In a democracy, can a right once granted be taken away? In the current international debate, this question has become part of the rising intellectual and political concern over “democratic backsliding”, a concept that depicts how democracies weaken and decline without collapsing fully.
As the world’s oldest surviving democracy, the United States has figured prominently in this debate, especially since Donald Trump rose to the presidency in 2016, engaged in a lot of anti-minority politics, and finally sought to overturn his 2020 election defeat. But after all is said and done, the American debate thus far has been about whether it is legitimate to put some restrictions on the exercise of franchise by racial minorities, who vote markedly less for the Republican party and considerably more for the Democrats. Strictly speaking, the debate has not been about the right to vote per se.
With the US Supreme Court’s decision on June 24 to overturn a half-century-old right to abortion, granted by a 1973 Supreme Court decision in the Roe vs Wade case, the debate has now become wider, as it moves from how to engineer voter suppression to the larger realm of rights. With a 5-4 majority, the court has said that American women have no nationwide right to abortion. Rather, state legislatures should decide whether women can have that right in their respective states. In several states, within hours of the court’s decision, abortion was banned, for prior legislation existed. Though Democratic states would steadfastly protect the right to abortion, nearly half of the 50 states are likely to go the other way. In the new field of democratic backsliding, comprising the retraction of rights, the floodgates have opened up.
In poll after poll, a majority of Americans, bordering sometimes on three-fourths of the population, support women’s right to abortion. So, what the court has done is against popular will. But that cannot be the principal criticism against the decision. Courts are not fundamentally governed by popular passion or will, which can fluctuate from election to election, but by constitutional propriety. The key question is whether the right to abortion was constitutionally justified.
The 1973 court decision allowing the right to abortion was based on the 14th Constitutional Amendment (1868). This Amendment, the court said, allowed protection of liberty and privacy, something the state could not impinge upon.
Thus, even though abortion was not mentioned in the 1787 US Constitution, abortion’s defence was derived from the 1868 Amendment — via its protection of citizens’ liberty about matters as intimate as a decision to have a child.
The 1973 court also argued that this right was not absolute, limited as it would be by considerations of “protecting potential life”. This line of reasoning led to a trimester-based court ruling, which more or less forbade the government from interfering in the first trimester of pregnancy but the state could ban abortions in the third trimester, when “the viability of the fetus” was beyond doubt.

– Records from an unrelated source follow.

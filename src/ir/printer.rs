//! Debug printer rendering a tree as PHP-like source.
//!
//! Layout-preserving output is the job of the external printer fed with
//! [`TreeDocument`](super::document::TreeDocument)s; this one exists for the
//! CLI's `--print` mode, for generated files and for tests.

use super::node::{NodeId, NodeKind, Syntax, Tree, normalize_class_name};
use crate::error::Result;

const INDENT: &str = "    ";

/// Renders the attached part of the tree.
pub fn format(tree: &Tree) -> Result<String> {
    tree.validate()?;
    let mut printer = Printer {
        tree,
        out: String::new(),
        depth: 0,
    };
    printer.statement(tree.root());
    Ok(printer.out)
}

/// Renders a single expression node.
pub fn format_expression(tree: &Tree, id: NodeId) -> String {
    Printer {
        tree,
        out: String::new(),
        depth: 0,
    }
    .expression(id)
}

struct Printer<'a> {
    tree: &'a Tree,
    out: String,
    depth: usize,
}

impl Printer<'_> {
    fn line(&mut self, text: &str) {
        if text.is_empty() {
            self.out.push('\n');
            return;
        }
        for _ in 0..self.depth {
            self.out.push_str(INDENT);
        }
        self.out.push_str(text);
        self.out.push('\n');
    }

    fn block(&mut self, children: &[NodeId]) {
        self.line("{");
        self.depth += 1;
        for &child in children {
            self.statement(child);
        }
        self.depth -= 1;
        self.line("}");
    }

    fn statement(&mut self, id: NodeId) {
        let tree = self.tree;
        let children = tree.children(id);
        match tree.syntax(id) {
            Syntax::File => {
                self.line("<?php");
                for &child in children {
                    self.line("");
                    self.statement(child);
                }
            }
            Syntax::Namespace { name } => {
                self.line(&format!("namespace {};", normalize_class_name(name)));
                for &child in children {
                    self.line("");
                    self.statement(child);
                }
            }
            Syntax::Class {
                name,
                extends,
                implements,
            } => {
                let mut header = format!("class {}", name);
                if let Some(parent) = extends {
                    header.push_str(&format!(" extends \\{}", normalize_class_name(parent)));
                }
                if !implements.is_empty() {
                    let names: Vec<String> = implements
                        .iter()
                        .map(|i| format!("\\{}", normalize_class_name(i)))
                        .collect();
                    header.push_str(&format!(" implements {}", names.join(", ")));
                }
                self.line(&header);
                self.block(children);
            }
            Syntax::ClassMethod { name } | Syntax::Function { name } => {
                let (annotations, body): (Vec<NodeId>, Vec<NodeId>) = children
                    .iter()
                    .partition(|c| tree.kind(**c) == NodeKind::Annotation);
                if !annotations.is_empty() {
                    self.line("/**");
                    for annotation in annotations {
                        let rendered = self.annotation(annotation);
                        self.line(&format!(" * {}", rendered));
                    }
                    self.line(" */");
                }
                let visibility = if tree.kind(id) == NodeKind::ClassMethod {
                    "public "
                } else {
                    ""
                };
                self.line(&format!("{}function {}()", visibility, name));
                self.block(&body);
            }
            Syntax::Expression => {
                let expr = children.first().map(|c| self.expression(*c)).unwrap_or_default();
                self.line(&format!("{};", expr));
            }
            Syntax::Return => match children.first() {
                Some(value) => {
                    let expr = self.expression(*value);
                    self.line(&format!("return {};", expr));
                }
                None => self.line("return;"),
            },
            Syntax::Annotation { .. } => {
                let rendered = self.annotation(id);
                self.line(&format!("/** {} */", rendered));
            }
            Syntax::Opaque { label } => self.line(label),
            _ => {
                let expr = self.expression(id);
                self.line(&format!("{};", expr));
            }
        }
    }

    fn arguments(&self, args: &[NodeId]) -> String {
        args.iter()
            .map(|a| self.expression(*a))
            .collect::<Vec<_>>()
            .join(", ")
    }

    fn expression(&self, id: NodeId) -> String {
        let tree = self.tree;
        let children = tree.children(id);
        let first = || children.first().map(|c| self.expression(*c)).unwrap_or_default();
        match tree.syntax(id) {
            Syntax::Assign => {
                let value = children.get(1).map(|c| self.expression(*c)).unwrap_or_default();
                format!("{} = {}", first(), value)
            }
            Syntax::Variable { name } => format!("${}", name),
            Syntax::New { class } => {
                format!("new \\{}({})", normalize_class_name(class), self.arguments(children))
            }
            Syntax::MethodCall { name } => {
                let args = children.get(1..).unwrap_or(&[]);
                format!("{}->{}({})", first(), name, self.arguments(args))
            }
            Syntax::StaticCall { class, name } => format!(
                "\\{}::{}({})",
                normalize_class_name(class),
                name,
                self.arguments(children)
            ),
            Syntax::FuncCall { name } => format!("{}({})", name, self.arguments(children)),
            Syntax::PropertyFetch { name } => format!("{}->{}", first(), name),
            Syntax::ClassConstFetch { class, constant } => {
                format!("\\{}::{}", normalize_class_name(class), constant)
            }
            Syntax::Array => format!("[{}]", self.arguments(children)),
            Syntax::ArrayItem { keyed: true } => {
                let value = children.get(1).map(|c| self.expression(*c)).unwrap_or_default();
                format!("{} => {}", first(), value)
            }
            Syntax::ArrayItem { keyed: false } => first(),
            Syntax::String { value } => quote(value, '\''),
            Syntax::Int { value } => value.to_string(),
            Syntax::Bool { value } => value.to_string(),
            Syntax::Null => "null".to_string(),
            Syntax::Opaque { label } => label.clone(),
            Syntax::Annotation { .. } => self.annotation(id),
            other => format!("/* {} */", other.kind()),
        }
    }

    /// Doctrine-style annotation: `@\Name("value", key="value", list={"A"})`.
    fn annotation(&self, id: NodeId) -> String {
        let name = self.tree.name(id).unwrap_or_default();
        let args: Vec<String> = self
            .tree
            .children(id)
            .iter()
            .map(|a| self.annotation_value(*a))
            .collect();
        format!("@\\{}({})", normalize_class_name(name), args.join(", "))
    }

    fn annotation_value(&self, id: NodeId) -> String {
        let tree = self.tree;
        let children = tree.children(id);
        match tree.syntax(id) {
            Syntax::String { value } => quote(value, '"'),
            Syntax::Array => {
                let items: Vec<String> = children.iter().map(|c| self.annotation_value(*c)).collect();
                format!("{{{}}}", items.join(", "))
            }
            Syntax::ArrayItem { keyed: true } => {
                let key = match children.first().map(|k| tree.syntax(*k)) {
                    Some(Syntax::String { value }) => value.clone(),
                    _ => children.first().map(|k| self.expression(*k)).unwrap_or_default(),
                };
                let value = children.get(1).map(|v| self.annotation_value(*v)).unwrap_or_default();
                format!("{}={}", key, value)
            }
            Syntax::ArrayItem { keyed: false } => {
                children.first().map(|v| self.annotation_value(*v)).unwrap_or_default()
            }
            _ => self.expression(id),
        }
    }
}

fn quote(value: &str, delimiter: char) -> String {
    let mut out = String::with_capacity(value.len() + 2);
    out.push(delimiter);
    for c in value.chars() {
        if c == delimiter || c == '\\' {
            out.push('\\');
        }
        out.push(c);
    }
    out.push(delimiter);
    out
}

#[cfg(test)]
mod tests {
    use super::*;
    use crate::ir::document::{NodeDocument, TreeDocument};
    use indoc::indoc;

    fn doc(syntax: Syntax) -> NodeDocument {
        NodeDocument::new(syntax)
    }

    #[test]
    fn test_prints_form_builder_code() {
        let call = doc(Syntax::method_call("add")).with_children([
            doc(Syntax::variable("form")),
            doc(Syntax::string("name")),
            doc(Syntax::class_const("Symfony\\Component\\Form\\Extension\\Core\\Type\\TextType", "class")),
            doc(Syntax::Array).child(
                doc(Syntax::ArrayItem { keyed: true })
                    .with_children([doc(Syntax::string("label")), doc(Syntax::string("Name:"))]),
            ),
        ]);
        let method = doc(Syntax::ClassMethod { name: "createComponentForm".into() })
            .child(
                doc(Syntax::Annotation { name: "Symfony\\Component\\Routing\\Annotation\\Route".into() })
                    .child(doc(Syntax::string("/form"))),
            )
            .child(doc(Syntax::Expression).child(call));
        let class = doc(Syntax::Class {
            name: "HomePresenter".into(),
            extends: None,
            implements: vec![],
        })
        .child(method);
        let root = doc(Syntax::File).child(doc(Syntax::Namespace { name: "App".into() }).child(class));
        let tree = Tree::from_document(TreeDocument::new(root)).unwrap();

        let expected = indoc! {r#"
            <?php

            namespace App;

            class HomePresenter
            {
                /**
                 * @\Symfony\Component\Routing\Annotation\Route("/form")
                 */
                public function createComponentForm()
                {
                    $form->add('name', \Symfony\Component\Form\Extension\Core\Type\TextType::class, ['label' => 'Name:']);
                }
            }
        "#};
        assert_eq!(format(&tree).unwrap(), expected);
    }

    #[test]
    fn test_quotes_are_escaped() {
        assert_eq!(quote("it's", '\''), r"'it\'s'");
        assert_eq!(quote(r"a\b", '"'), r#""a\\b""#);
    }
}
//! Nette Tester `.phpt` files become PHPUnit `*Test.php` files.
//!
//! The rule does not touch the tree: it asks for a new file next to the
//! original, named after its stem, with the original content.

use std::path::{Path, PathBuf};

use tracing::debug;

use crate::error::Result;
use crate::ir::attributes::{AttributeKey, AttributeValue};
use crate::ir::node::{NodeId, NodeKind};
use crate::ir::printer;
use crate::ir::rule::{AddedFile, RewriteRule, RuleContext, RuleOutcome};

pub struct RenameTesterTestToPhpUnitTestFile;

impl RenameTesterTestToPhpUnitTestFile {
    pub const ID: &'static str = "rename_tester_test_to_phpunit_test_file";

    /// `tests/SomeCase.phpt` -> `tests/SomeCaseTest.php`; `None` for other files.
    pub fn target_path(path: &Path) -> Option<PathBuf> {
        if path.extension().and_then(|e| e.to_str()) != Some("phpt") {
            return None;
        }
        let stem = path.file_stem()?.to_str()?;
        let file_name = if stem.ends_with("Test") {
            format!("{}.php", stem)
        } else {
            format!("{}Test.php", stem)
        };
        Some(path.with_file_name(file_name))
    }
}

impl RewriteRule for RenameTesterTestToPhpUnitTestFile {
    fn id(&self) -> &'static str {
        Self::ID
    }

    fn description(&self) -> &'static str {
        "Create a PHPUnit test file for each Nette Tester .phpt file"
    }

    fn accepted_kinds(&self) -> &'static [NodeKind] {
        &[NodeKind::File]
    }

    fn apply(&self, node: NodeId, ctx: &mut RuleContext<'_>) -> Result<RuleOutcome> {
        let tree = ctx.tree();
        if node != tree.root() || tree.attributes().flag(node, AttributeKey::Processed) {
            return Ok(RuleOutcome::Unchanged);
        }
        let Some(target) = tree.path().and_then(Self::target_path) else {
            return Ok(RuleOutcome::Unchanged);
        };
        let content = match &tree.origin().source {
            Some(source) => source.to_string(),
            None => printer::format(tree)?,
        };

        debug!("Requesting {} from tester file", target.display());
        ctx.add_file(AddedFile {
            path: target,
            content,
        });
        ctx.tree_mut()
            .set_attr(node, AttributeKey::Processed, AttributeValue::Flag(true));
        Ok(RuleOutcome::Unchanged)
    }
}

This whole structure of judicial reasoning has now collapsed. In the court’s opinion, the right to privacy stemming from the 14th Amendment is not relevant, for abortion concerns not only the pregnant woman but also the life of the unborn. Moreover, the court said, abortion is neither “enumerated” as a right in the original 1787 constitution nor is it consistent with American history and tradition. In short, it is a political and legislative, not a constitutional, matter. State legislatures should decide what is permissible.
How should a political analyst comment on this tussle? Hard as we might wish otherwise, constitutional decisions are
inevitably tied up with politics. There is no escape from political reasoning.
First of all, no constitution can fully anticipate how the arc of rights would bend in the future. Abortion was not mentioned in the 1787 constitution, nor explicitly in the 1868 amendment. That is because women were not autonomous political agents at that time. Until they were given the right to vote in 1920, they were not a constitutional category in the US, as was true virtually everywhere in the world. Women are autonomous agents today. Norms change; rights evolve.
Second, as the court’s dissent note puts it, how can this majority decision ignore rape and incest? Why should women carry the child of a rapist, a father or an uncle? If abortion as a right is dissolved, women can be forced to give such unwanted births. The majority decision of the court is silent on this important matter.
Third, having a child is not simply a deeply moral obligation to the unborn. It is also a decision that affects “the ability of women to participate equally in (the nation’s) economic and social life”. These words are from a later decision, known as Casey (1992), when the US Supreme Court added the concept of “undue burdens” to support the idea of abortion. As more and more women become scientists, professors, journalists, lawyers, managers, executives, politicians and sportspersons, these considerations cannot simply be brushed aside. If a woman chooses to terminate a pregnancy now but has a child later, that may be more consistent with her dreams and desires, to which she has a rightful claim.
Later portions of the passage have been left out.